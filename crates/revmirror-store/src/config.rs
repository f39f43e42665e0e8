//! Deployment settings, stored as `revmirror.json` in the state directory.
//!
//! `GIT_PROJECT_ROOT` and `GITHUB_SECRET` override the file so the webhook
//! can be configured the same way a CGI deployment would be.

use serde::{Deserialize, Serialize};
use std::path::{Path, PathBuf};

use crate::paths::StatePaths;

pub const PROJECT_ROOT_ENV: &str = "GIT_PROJECT_ROOT";
pub const SECRET_ENV: &str = "GITHUB_SECRET";

#[derive(Debug, Clone, PartialEq, Serialize, Deserialize)]
#[serde(default)]
pub struct Config {
    /// Directory holding the mirrors as `<name>.git`.
    pub project_root: Option<PathBuf>,
    /// Pre-shared webhook secret.
    pub secret: Option<String>,
    /// Branch whose history is recorded in the ledger.
    pub tracked_ref: String,
    /// Repository the ledger reads commit metadata from.
    pub ledger_repo: Option<PathBuf>,
    pub bind: String,
    pub port: u16,
    /// Accept webhooks that did not arrive over TLS (local testing only).
    pub allow_insecure: bool,
    pub max_attempts: u32,
    pub backoff_secs: u64,
    /// `host:port` of the buildbot master that `sendchange` notifies.
    pub buildbot_master: String,
    /// Repository URL reported to buildbot with each change.
    pub buildbot_repository: String,
}

impl Default for Config {
    fn default() -> Self {
        Self {
            project_root: None,
            secret: None,
            tracked_ref: "refs/heads/master".to_string(),
            ledger_repo: None,
            bind: "127.0.0.1".to_string(),
            port: 8080,
            allow_insecure: false,
            max_attempts: 5,
            backoff_secs: 3,
            buildbot_master: "localhost:9990".to_string(),
            buildbot_repository: "git://git.reactos.org/reactos.git".to_string(),
        }
    }
}

impl Config {
    /// Read `revmirror.json` (defaults if absent), then apply env overrides.
    pub fn load(paths: &StatePaths) -> anyhow::Result<Self> {
        let mut config = Self::load_file(&paths.config_json)?;
        config.apply_env(|key| std::env::var(key).ok());
        Ok(config)
    }

    pub fn load_file(path: &Path) -> anyhow::Result<Self> {
        Ok(crate::read_json(path)?.unwrap_or_default())
    }

    pub fn save(&self, paths: &StatePaths) -> anyhow::Result<()> {
        crate::write_json(&paths.config_json, self)
    }

    pub fn apply_env(&mut self, lookup: impl Fn(&str) -> Option<String>) {
        if let Some(root) = lookup(PROJECT_ROOT_ENV).filter(|v| !v.is_empty()) {
            self.project_root = Some(PathBuf::from(root));
        }
        if let Some(secret) = lookup(SECRET_ENV).filter(|v| !v.is_empty()) {
            self.secret = Some(secret);
        }
    }

    /// Mirror path for a repository name: `<project_root>/<name>.git`.
    pub fn repo_path(&self, repo: &str) -> Option<PathBuf> {
        self.project_root
            .as_ref()
            .map(|root| root.join(format!("{repo}.git")))
    }

    /// Repository used by `ingest`/`catch-up` when none is given explicitly.
    pub fn ledger_repo_or(&self, fallback: &Path) -> PathBuf {
        self.ledger_repo
            .clone()
            .unwrap_or_else(|| fallback.to_path_buf())
    }
}
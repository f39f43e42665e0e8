mod cmd_config;
mod cmd_init;
mod cmd_ledger;
mod cmd_log;
mod cmd_queue;
mod cmd_sendchange;
mod cmd_serve;
mod cmd_status;
mod cmd_worker;

use std::path::PathBuf;

use clap::{Parser, Subcommand};
use revmirror_store::StatePaths;

#[derive(Parser)]
#[command(
    name = "revmirror",
    version,
    about = "Mirror updates on push and a linear ledger of tracked-branch commits"
)]
struct Cli {
    /// State directory (default: $REVMIRROR_STATE_DIR, else the user data dir)
    #[arg(long, global = true)]
    state_dir: Option<PathBuf>,
    #[command(subcommand)]
    cmd: Command,
}

#[derive(Subcommand)]
enum Command {
    /// Create the state directory, ledger database and default config
    Init,
    /// Record the first ledger entry
    Seed {
        /// Revision to start the ledger at (e.g. a tag or commit id)
        rev: String,
        /// Repository to read the revision from (default: config ledger_repo, else cwd)
        #[arg(long)]
        repo: Option<PathBuf>,
    },
    /// Read `old new ref` lines from stdin (post-receive hook) and extend the ledger
    Ingest {
        /// Only lines for this ref are staged (default: config tracked_ref)
        #[arg(long = "ref")]
        tracked_ref: Option<String>,
        #[arg(long)]
        repo: Option<PathBuf>,
    },
    /// Stage everything between the ledger tail and the tracked ref's tip
    CatchUp {
        #[arg(long = "ref")]
        tracked_ref: Option<String>,
        #[arg(long)]
        repo: Option<PathBuf>,
    },
    /// Read `old new ref` lines from stdin and report tracked-ref pushes to buildbot
    Sendchange {
        #[arg(long = "ref")]
        tracked_ref: Option<String>,
        /// Repository to describe commits from (default: cwd)
        #[arg(long)]
        repo: Option<PathBuf>,
        /// buildbot executable (default: `buildbot` on PATH)
        #[arg(long)]
        buildbot: Option<PathBuf>,
    },
    /// Update one mirror and replay queued pushes (normally started by `serve`)
    Worker {
        repo: String,
        repo_path: PathBuf,
        /// `push` or `pull_request`
        event: String,
        /// For push: <before> <after> <ref>
        push: Vec<String>,
    },
    /// Run the webhook gate
    Serve {
        #[arg(long)]
        bind: Option<String>,
        #[arg(long)]
        port: Option<u16>,
    },
    /// Show recent ledger entries
    Log {
        #[arg(long, default_value = "20")]
        limit: usize,
        /// Output as JSON
        #[arg(long)]
        json: bool,
    },
    /// Summarize ledger and mirror state
    Status,
    /// Show pending post-receive invocations for a repository
    Queue {
        repo: String,
        #[arg(long)]
        json: bool,
    },
    /// Manage revmirror.json
    Config {
        #[command(subcommand)]
        cmd: cmd_config::ConfigCmd,
    },
}

fn init_tracing() {
    tracing_subscriber::fmt()
        .with_env_filter(
            tracing_subscriber::EnvFilter::try_from_default_env()
                .unwrap_or_else(|_| tracing_subscriber::EnvFilter::new("info")),
        )
        .with_writer(std::io::stderr)
        .init();
}

fn main() -> anyhow::Result<()> {
    let cli = Cli::parse();
    init_tracing();
    let paths = match cli.state_dir {
        Some(dir) => StatePaths::discover(dir),
        None => StatePaths::from_env(),
    };

    match cli.cmd {
        Command::Init => cmd_init::execute(&paths),
        Command::Seed { rev, repo } => cmd_ledger::seed(&paths, &rev, repo.as_deref()),
        Command::Ingest { tracked_ref, repo } => {
            let stdin = std::io::stdin();
            cmd_ledger::ingest(
                &paths,
                stdin.lock(),
                tracked_ref.as_deref(),
                repo.as_deref(),
            )
        }
        Command::CatchUp { tracked_ref, repo } => {
            cmd_ledger::catch_up(&paths, tracked_ref.as_deref(), repo.as_deref())
        }
        Command::Sendchange {
            tracked_ref,
            repo,
            buildbot,
        } => {
            let stdin = std::io::stdin();
            cmd_sendchange::execute(
                &paths,
                stdin.lock(),
                tracked_ref.as_deref(),
                repo.as_deref(),
                buildbot.as_deref(),
            )
        }
        Command::Worker {
            repo,
            repo_path,
            event,
            push,
        } => cmd_worker::execute(&paths, repo, repo_path, &event, &push),
        Command::Serve { bind, port } => cmd_serve::execute(&paths, bind, port),
        Command::Log { limit, json } => cmd_log::execute(&paths, limit, json),
        Command::Status => cmd_status::execute(&paths),
        Command::Queue { repo, json } => cmd_queue::execute(&paths, &repo, json),
        Command::Config { cmd } => cmd_config::run(cmd, &paths),
    }
}
pub mod error;
pub mod source;
pub mod types;

pub use error::{Error, Result};
pub use source::{FetchOutput, GitRepo, RemoteFetcher, RevisionSource};
pub use types::*;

-- -- --

### About this exercise
Return only the lines above that run from the opening line through the line containing "apply env overrides.", exactly as written.

### Your solution
filename crates/revmirror-store/src/config.rs
repository f39f43e42665e0e8
//! Deployment settings, stored as `revmirror.json` in the state directory.
//!
//! `GIT_PROJECT_ROOT` and `GITHUB_SECRET` override the file so the webhook
//! can be configured the same way a CGI deployment would be.

use serde::{Deserialize, Serialize};
use std::path::{Path, PathBuf};

use crate::paths::StatePaths;

pub const PROJECT_ROOT_ENV: &str = "GIT_PROJECT_ROOT";
pub const SECRET_ENV: &str = "GITHUB_SECRET";

#[derive(Debug, Clone, PartialEq, Serialize, Deserialize)]
#[serde(default)]
pub struct Config {
    /// Directory holding the mirrors as `<name>.git`.
    pub project_root: Option<PathBuf>,
    /// Pre-shared webhook secret.
    pub secret: Option<String>,
    /// Branch whose history is recorded in the ledger.
    pub tracked_ref: String,
    /// Repository the ledger reads commit metadata from.
    pub ledger_repo: Option<PathBuf>,
    pub bind: String,
    pub port: u16,
    /// Accept webhooks that did not arrive over TLS (local testing only).
    pub allow_insecure: bool,
    pub max_attempts: u32,
    pub backoff_secs: u64,
    /// `host:port` of the buildbot master that `sendchange` notifies.
    pub buildbot_master: String,
    /// Repository URL reported to buildbot with each change.
    pub buildbot_repository: String,
}

impl Default for Config {
    fn default() -> Self {
        Self {
            project_root: None,
            secret: None,
            tracked_ref: "refs/heads/master".to_string(),
            ledger_repo: None,
            bind: "127.0.0.1".to_string(),
            port: 8080,
            allow_insecure: false,
            max_attempts: 5,
            backoff_secs: 3,
            buildbot_master: "localhost:9990".to_string(),
            buildbot_repository: "git://git.reactos.org/reactos.git".to_string(),
        }
    }
}

impl Config {
    /// Read `revmirror.json` (defaults if absent), then apply env overrides.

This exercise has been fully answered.